Certainement, un jour comme ça devait commencer par une route … 56 ! De nombreux chemins
permettent de s’en échapper cependant, et on capte des petites scènes sympathiques, comme papi
qui fait sa gym du matin, des écoliers avec les casquettes jaunes en file indienne, et des policiers qui
arrivent avec les girophares, qui prennent le micro (je me voyais déjà au poste) et qui disent :
BONJOUR ! Ah ben non, on est au Japon ! La route prend la direction d’une petite montagne
très sympa elle aussi, qui monte sec et qui redescend tranquillement, et qui revient …
SUR LA ROUTE 56 !!!



3 km qui paraissent une eternité. Et enfin, un tunnel, et je m’échappe pour la
montagne. Le temple du bout du ciel, je ne sais pas si vous vous souvenez. Sur la montée, je ne
croise pas grand monde mais tous me souhaitent du courage ! Et il en faut ! Mais cette montée est
pour moi un terrain de jeu. Des belles vues, des ballades en forêt entrecoupées de petites routes de
montagne, avec des villages étagés en pierre seche, entre les kakis et les chataignes. Une impression
de se trouver dans nos montagnes, mais avec des maisons japonaises ! Pour vous donner une idée
de la motivation et de son impact, j’arrive en haut à 14h, avec un départ à 7h15. Autant dire que ça a
marché !




Je vous laisse l’ambiance de l’arrivée au temple du bout du ciel, et je vous emmène avec moi toucher
les nuages un moment.


Ce temple est beau, c’est un fait. Les udons sont bons, là aussi, passons. Mais l’intérieur du logement,
l’ambiance old school, le parquet sans age, les sculptures et les tableaux ça et là, le froid mordant…
Le jeune moine qui me fait la visite se souvenait de moi. Il me remontre alors qu’il galère toujours pour
trouver de comment marche les choses comme le réchaud pour la chambre, ou pour comprendre
pourquoi il y a une théière sur le feu alors que j’en ai 2l dans un thermos. Mais il sait comment
fonctionne la machine à laver cette fois ci ! J’ai le droit de visiter les nouvelles parties, construites il y a
deux ans alors que j’étais ici, lors d’une tempête de fin du monde. Il fera beau cette fois ci,
pour mon plus grand bonheur. Je n’ai pas vu le temps passer dans ma chambre, mais le froid mordant
m’a appelé dans les draps, alors je vais me coucher assez tôt. Demain, office du matin !


















jour 27 La mer de nuages


Le réveil sonne, je sors de mes draps, et j’enfile tout ce que je trouve, comme vêtement (je précise).
Je sais que l’office se fait dans les temples non chauffés, à 800m d’altitude. C’est en polaire et bonnet
que je me rend au point de rencontre, à 5h45. Mais voilà, le moine japonais est en retard ! Je l’entends
courir dans les couloirs avec les sandales, et il arrive (à 6h02, en retard pour un japonais hein) avec
les offrandes aux divinités sur un plateau.
On commence par un goma dans le temple tout refait à neuf, puis on monte dans le temple principal
pour une petite prière, puis on finit chez daishi pour l’apéro. Pour L’Hannya Shinjo pardon. Après cette
belle cérémonie multiple pour moi tout seul, le moine ouvre un pan de mur pour me montrer dehors.
Le soleil s’est levé sur une mer de nuage… Je ne sais pas comment le dire en japonais alors je reste
assez contenu, mais P***** QUE C’EST BEAU !
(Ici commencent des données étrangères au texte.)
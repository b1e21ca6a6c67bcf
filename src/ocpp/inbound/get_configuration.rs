//! GetConfiguration (spec §4.7, §9): the source hard-codes a single
//! configuration key rather than exposing a general configuration store;
//! the spec's open question leaves that unresolved, so it's preserved here
//! rather than grown into something the Non-goals don't ask for.

use std::sync::Arc;

use serde_json::Value;

use crate::engine::Engine;
use crate::support::ocpp_frame::OcppFrame;

pub async fn handle(engine: &Arc<Engine>, unique_id: &str, _payload: Value) {
    let reply = OcppFrame::CallResult {
        unique_id: unique_id.to_string(),
        payload: serde_json::json!({
            "unknownKey": [],
            "configurationKey": [{
                "key": "HeartbeatInterval",
                "readonly": false,
                "value": "900",
            }],
        }),
    };
    let _ = engine.send_frame(reply).await;
}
Avant même le petit déj, je sors prendre des photos et un shoot en drone, puis je rentre manger parce
que j’ai faim ! Et froid ! Il est 8h quand je me dis qu’il est possible de marcher sans perdre un petit
doigt. Je règle l’addition, 3500 yens, je vous laisse convertir avec les taux de change actuels mais
c’est pas cher. Je leur dis que j’aimerais rester une semaine, ils me donnent un tissu joli, puis vient
le départ. Adieu, temple du bout du ciel. A la prochaine fois !
La descente dans les arbres est sympathique, on reste au dessus des nuages, il fait froid mais la
marche et la descente en altitude me réchauffent au fur et à mesure. Bien sûr, qui dit mer de nuage
dit dans les nuages à un moment donné. Comme quand on descend de St Roch pour aller vers St
laurent du Pont. On voit la mer de nuage et c’est beau, et puis on descend… Désolé les laurentinois !






Mais la lumière reste très belle. Je ne leur en veux même pas de ne pas respecter la météo
(pas un nuage ils disaient) parce que j’en prends plein les yeux ! Mais le contact avec la terre est dur.
Très dur. Temple supplémentaire 8, en plein milieu d’une zone commerciale énorme…
Et le long de la 56 ! Je n’ai jamais expédié un temple aussi vite. C’était trop brutal comme changement.
Je relance la machine très vite parce qu’en partant tard, je m’étais mis en danger. Je devais trouver
mon hébergement gratuit 21 km plus loin… Et donc finir ma journée de 37 km ! Je devais faire tout
ça avant que le soleil ne s’en aille, et il tombe vite l’artiste, 17h30 en ce moment. Et 17h35 c’est nuit !
Alors en avant !!!







Un petit sentier me fait le plus grand bien, sortir de cette forêt de panneaux publicitaires, de moteurs
qui vrombissent aux feux rouges, pour passer aux érables rouges, aux canards et aux cignes qui se
montrent un peu entreprennants.









La ville suivant a un très beau cachet, j’en avais profité la dernière fois mais je n’avais pas trop le temps
ce coup ci. Bâtiments anciens restaurés, petites rues typiques, magasins d’arts, … Tout pour remonter
le moral d’un henro blessé moralement par le monde moderne.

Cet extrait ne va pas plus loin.